DHS, DSR, Restrictive Practice – Victoria
Those with high support needs require two basic support packages – “Accommodation Support” and “Day Service”
Everyone who lives in a state government funded supported accommodation group home for people with an intellectual or multiple disability, has a level of unit-cost funding depending on the level of support they are considered to need. This is the cost of support. The cost of living (rent, food, utilities, clothes, recreation, etc), is from the person’s DSP, or other sources of income.
Traditional accommodation support, unit-cost, funding for each person in a group home is through “bulk-funding”, for which the person or their family, currently, has no right of access. A ball-park figure for each person is around $120,000pa.
Placement and re-location of those on “bulk-funding” is through the DHS controlled DSR (Disability Support Register). With “bulk-funding”, both the person and the service provider are under the total control of the DSR Committee.
In contrast, where a person has “Accommodation Support ISP-Funding”, they may directly seek a supported accommodation service. Whereas, a person on similar unit-cost “Accommodation Support Bulk-Funding”, the DSR select the service provider – the person has no choice of, or say in the matter. And, they are not permitted to convert their existing bulk-funding to ISP-funding.

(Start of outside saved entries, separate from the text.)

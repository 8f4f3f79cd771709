use std::cmp::Ordering;

use r64_bigint::BigInt;
use r64_errors::ConversionError;

fn big(s: &str) -> BigInt {
    if let Some(rest) = s.strip_prefix('-') {
        -BigInt::from_decimal_digits(rest.as_bytes()).unwrap()
    } else {
        BigInt::from_decimal_digits(s.as_bytes()).unwrap()
    }
}

macro_rules! div_identity {
    ($name: ident, $a: expr, $b: expr) => {
        #[test]
        fn $name() {
            let a = big($a);
            let b = big($b);
            let (q, r) = a.div_rem(&b).unwrap();
            assert_eq!(&(&q * &b) + &r, a, "a = q*b + r");
            assert_eq!(r.magnitude_cmp(&b), Ordering::Less, "|r| < |b|");
            if !r.is_zero() {
                assert_eq!(r.sign(), a.sign(), "remainder takes the dividend's sign");
            }
        }
    };
}

div_identity!(div_pos_pos, "340282366920938463463374607431768211455", "18446744073709551616");
div_identity!(div_pos_neg, "1000000000000000000000000000000001", "-99999999999999999");
div_identity!(div_neg_pos, "-1000000000000000000000000000000001", "99999999999999999");
div_identity!(div_neg_neg, "-123456789012345678901234567890", "-987654321098765");
div_identity!(div_small_by_large, "12345", "123456789012345678901234567890");
div_identity!(div_equal_magnitudes, "-123456789012345678901234567890", "123456789012345678901234567890");
div_identity!(div_single_limb_divisor, "98765432109876543210987654321", "1000003");

#[test]
fn divide_by_zero() {
    let a = big("42");
    assert_eq!(a.div_rem(&BigInt::zero()), Err(ConversionError::DivisionByZero));
}

#[test]
fn zero_dividend() {
    let b = big("-7");
    assert_eq!(
        BigInt::zero().div_rem(&b).unwrap(),
        (BigInt::zero(), BigInt::zero())
    );
}

#[test]
fn magnitude_ordering_ignores_sign() {
    let small = big("-99999999999999999999");
    let large = big("100000000000000000000");
    assert_eq!(small.magnitude_cmp(&large), Ordering::Less);
    assert_eq!(large.magnitude_cmp(&small), Ordering::Greater);
}

#[test]
fn fewer_limbs_means_smaller_magnitude() {
    // one limb versus two: 2^32 - 1 < 2^32
    let one = BigInt::from(u32::MAX);
    let two = BigInt::from(1u64 << 32);
    assert_eq!(one.magnitude_cmp(&two), Ordering::Less);
    assert!(one < two);
}

#[test]
fn signed_ordering() {
    assert!(big("-5") < big("-3"));
    assert!(big("-3") < BigInt::zero());
    assert!(BigInt::zero() < big("3"));
    assert!(big("3") < big("5"));
    assert!(big("-100000000000000000000") < big("5"));
}

#[test]
fn zero_is_canonical() {
    let a = big("123456789012345678901234567890");
    let diff = &a - &a;
    assert!(diff.is_zero());
    assert_eq!(diff.sign(), 0);
    assert_eq!(diff.limbs(), &[0]);
    assert_eq!(diff, BigInt::zero());
    assert_eq!(-BigInt::zero(), BigInt::zero());
}

#[test]
fn add_opposite_signs() {
    assert_eq!(&big("100") + &big("-30"), big("70"));
    assert_eq!(&big("30") + &big("-100"), big("-70"));
    assert_eq!(
        &big("18446744073709551616") + &big("-1"),
        big("18446744073709551615")
    );
}

#[test]
fn sub_is_negate_and_add() {
    assert_eq!(&big("100") - &big("-30"), big("130"));
    assert_eq!(&big("-100") - &big("-30"), big("-70"));
}

#[test]
fn mul_signs_and_carries() {
    assert_eq!(&big("-3") * &big("5"), big("-15"));
    assert_eq!(&big("-3") * &big("-5"), big("15"));
    assert_eq!(
        &big("18446744073709551615") * &big("18446744073709551615"),
        big("340282366920938463426481119284349108225")
    );
    assert_eq!(&big("12345") * &BigInt::zero(), BigInt::zero());
}

#[test]
fn shift_round_trip() {
    let a = big("123456789012345678901234567890");
    assert_eq!(a.shift_left(77).shift_right(77), a);
    assert_eq!(a.shift_left(-77), a.shift_right(77));
    assert_eq!(a.shift_right(-13), a.shift_left(13));
}

#[test]
fn shift_out_every_bit() {
    let a = big("255");
    assert_eq!(a.shift_right(8), BigInt::zero());
    assert_eq!(a.shift_right(1000), BigInt::zero());
}

#[test]
fn bit_length() {
    assert_eq!(BigInt::zero().bit_length(), 0);
    assert_eq!(BigInt::from(1u8).bit_length(), 1);
    assert_eq!(BigInt::from(255u8).bit_length(), 8);
    assert_eq!(BigInt::from(1u64 << 32).bit_length(), 33);
    assert_eq!(BigInt::power_of_two(100).bit_length(), 101);
}

#[test]
fn hi64_normalizes_to_top_bit() {
    let (hi, truncated) = BigInt::from(1u8).hi64();
    assert_eq!(hi, 1 << 63);
    assert!(!truncated);

    let (hi, truncated) = BigInt::from(u64::MAX).hi64();
    assert_eq!(hi, u64::MAX);
    assert!(!truncated);

    let (hi, truncated) = big("18446744073709551617").hi64(); // 2^64 + 1
    assert_eq!(hi, 1 << 63);
    assert!(truncated);
}

#[test]
fn powers() {
    assert_eq!(BigInt::power_of_two(0), big("1"));
    assert_eq!(BigInt::power_of_two(64), big("18446744073709551616"));
    assert_eq!(BigInt::power_of_five(0), big("1"));
    assert_eq!(BigInt::power_of_five(27), big("7450580596923828125"));
    assert_eq!(BigInt::power_of_ten(0), big("1"));
    assert_eq!(BigInt::power_of_ten(20), big("100000000000000000000"));
    assert_eq!(
        &BigInt::power_of_five(40) * &BigInt::power_of_two(40),
        BigInt::power_of_ten(40)
    );
}

#[test]
fn decimal_digits() {
    assert_eq!(BigInt::from_decimal_digits(b"0000"), Ok(BigInt::zero()));
    assert_eq!(
        BigInt::from_decimal_digits(b"18446744073709551616"),
        Ok(BigInt::power_of_two(64))
    );
    assert_eq!(
        BigInt::from_decimal_digits(b"12a4"),
        Err(ConversionError::ConversionFailed)
    );
}

#[test]
fn fixed_width_conversions() {
    assert_eq!(BigInt::from(-1i8), big("-1"));
    assert_eq!(BigInt::from(i64::MIN), big("-9223372036854775808"));
    assert_eq!(BigInt::from(u64::MAX), big("18446744073709551615"));
    assert_eq!(BigInt::from(0u32), BigInt::zero());
}
//! Exact fallback: rebuilds the full decimal value as a big integer and
//! compares it against the halfway point between the two candidate doubles,
//! so rounding never rests on a truncated 19-digit view.

use std::cmp::Ordering;

use r64_bigint::BigInt;

use crate::float;
use crate::number::Approximation;
use crate::rounding::{
    extended_to_bits, round, round_down, round_nearest_tie_even, ExtendedFloat,
};

/// Resolves a conversion the estimators could not prove, starting from
/// their errored upper-bound estimate `fp`.
///
/// `integral` and `fractional` are the numeral's digit runs, the integral
/// one with leading zeroes already stripped.
pub fn digit_comp(
    approx: &Approximation,
    fp: ExtendedFloat,
    integral: &[u8],
    fractional: &[u8],
) -> ExtendedFloat {
    let sci_exp = scientific_exponent(approx);
    let (mantissa, count) = accumulate_digits(integral, fractional, float::MAX_DIGITS);
    let exponent = sci_exp + 1 - count as i32;
    if exponent >= 0 {
        positive_digit_comp(&mantissa, exponent)
    } else {
        negative_digit_comp(mantissa, fp, exponent)
    }
}

/// With a non-negative decimal exponent the value is an integer; scale it
/// up and round its top 64 bits into place.
fn positive_digit_comp(mantissa: &BigInt, exponent: i32) -> ExtendedFloat {
    let scaled = mantissa * &BigInt::power_of_ten(exponent as u32);
    let (mant, truncated) = scaled.hi64();
    let exp = scaled.bit_length() as i32 - 64 + float::EXPONENT_BIAS;
    let mut fp = ExtendedFloat { mant, exp };
    round(&mut fp, |f, s| {
        round_nearest_tie_even(f, s, |is_odd, is_halfway, is_above| {
            is_above || (is_halfway && truncated) || (is_odd && is_halfway)
        });
    });
    fp
}

/// With a negative decimal exponent, compare the digits `m1 * 10^e1`
/// against the halfway point `m2 * 2^e2` by clearing both denominators:
/// `m1 ? m2 * 5^-e1 * 2^(e2 - e1)`, moving the power of two to whichever
/// side keeps it positive. Only integer compare/multiply/shift are used.
fn negative_digit_comp(mantissa: BigInt, mut fp: ExtendedFloat, exponent: i32) -> ExtendedFloat {
    debug_assert!(fp.mant & (1 << 63) != 0);
    debug_assert!(exponent < 0);

    let mut real_digits = mantissa;
    let real_exp = exponent;

    // `b`, the estimate rounded toward zero
    let mut b = fp;
    round(&mut b, round_down);
    let b = f64::from_bits(extended_to_bits(b, false));

    // the halfway point `b + h`, one extra bit of precision down
    let theor_exp = float::exponent(b) - 1;
    let mut theor_digits = BigInt::from((float::mantissa(b) << 1) + 1);

    let binary_exp = theor_exp - real_exp;
    theor_digits = &theor_digits * &BigInt::power_of_five((-real_exp) as u32);
    if binary_exp > 0 {
        theor_digits = theor_digits.shift_left(i64::from(binary_exp));
    } else if binary_exp < 0 {
        real_digits = real_digits.shift_left(i64::from(-binary_exp));
    }

    let ord = real_digits.magnitude_cmp(&theor_digits);
    round(&mut fp, |f, s| {
        round_nearest_tie_even(f, s, |is_odd, _, _| match ord {
            Ordering::Greater => true,
            Ordering::Less => false,
            Ordering::Equal => is_odd,
        });
    });
    fp
}

/// Accumulates every significant digit into a big integer, nine digits per
/// limb-sized block. Past `max_digits` the exact tail no longer matters;
/// one non-zero trailing digit is folded in to push the value off any
/// halfway point.
fn accumulate_digits(integral: &[u8], fractional: &[u8], max_digits: usize) -> (BigInt, usize) {
    const STEP: usize = 9;
    const STEP_BLOCK: u32 = 1_000_000_000;

    let fractional = if integral.is_empty() {
        // align with the significand extraction, which skipped these
        let nonzero = fractional
            .iter()
            .position(|&b| b != b'0')
            .unwrap_or(fractional.len());
        &fractional[nonzero..]
    } else {
        fractional
    };

    let mut result = BigInt::zero();
    let mut count = 0;
    let mut counter = 0;
    let mut value: u32 = 0;

    let mut digits = integral.iter().chain(fractional.iter());
    while count < max_digits {
        match digits.next() {
            Some(&b) => {
                value = value * 10 + u32::from(b - b'0');
                counter += 1;
                count += 1;
                if counter == STEP {
                    result.mul_small(STEP_BLOCK);
                    result.add_small(value);
                    counter = 0;
                    value = 0;
                }
            }
            None => break,
        }
    }
    if counter != 0 {
        result.mul_small(10_u32.pow(counter as u32));
        result.add_small(value);
    }

    if count == max_digits && digits.any(|&b| b != b'0') {
        // adding a tenth digit position, not a unit, so an exact halfway
        // value cannot be fabricated
        result.mul_small(10);
        result.add_small(1);
        count += 1;
    }
    (result, count)
}

/// decimal exponent of the numeral in scientific notation, by power
/// reduction of the 19-digit significand
fn scientific_exponent(approx: &Approximation) -> i32 {
    let mut significand = approx.significand;
    let mut exponent = approx.effective_exponent();
    while significand >= 10000 {
        significand /= 10000;
        exponent += 4;
    }
    while significand >= 100 {
        significand /= 100;
        exponent += 2;
    }
    while significand >= 10 {
        significand /= 10;
        exponent += 1;
    }
    exponent as i32
}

With the Accommodation Support unit-cost funding called “bulk”, the person has to go through the DSR, with no choice of service provider. Whereas, if the similar unit-cost funding is called “ISP”, the person is free to directly seek a service provider of their choice.
If all DHS bulk-funded accommodation support unit-cost funding was directly to ISP funding, a mere name change, almost all group home residents in Victoria would have early taste of NDIS intentions - CHOICE of Service provider, rather than a despotic and restrictive practice DSR, and their residential tenancy rights blocked by section 23 of the Residential Tenancies Act - Victoria.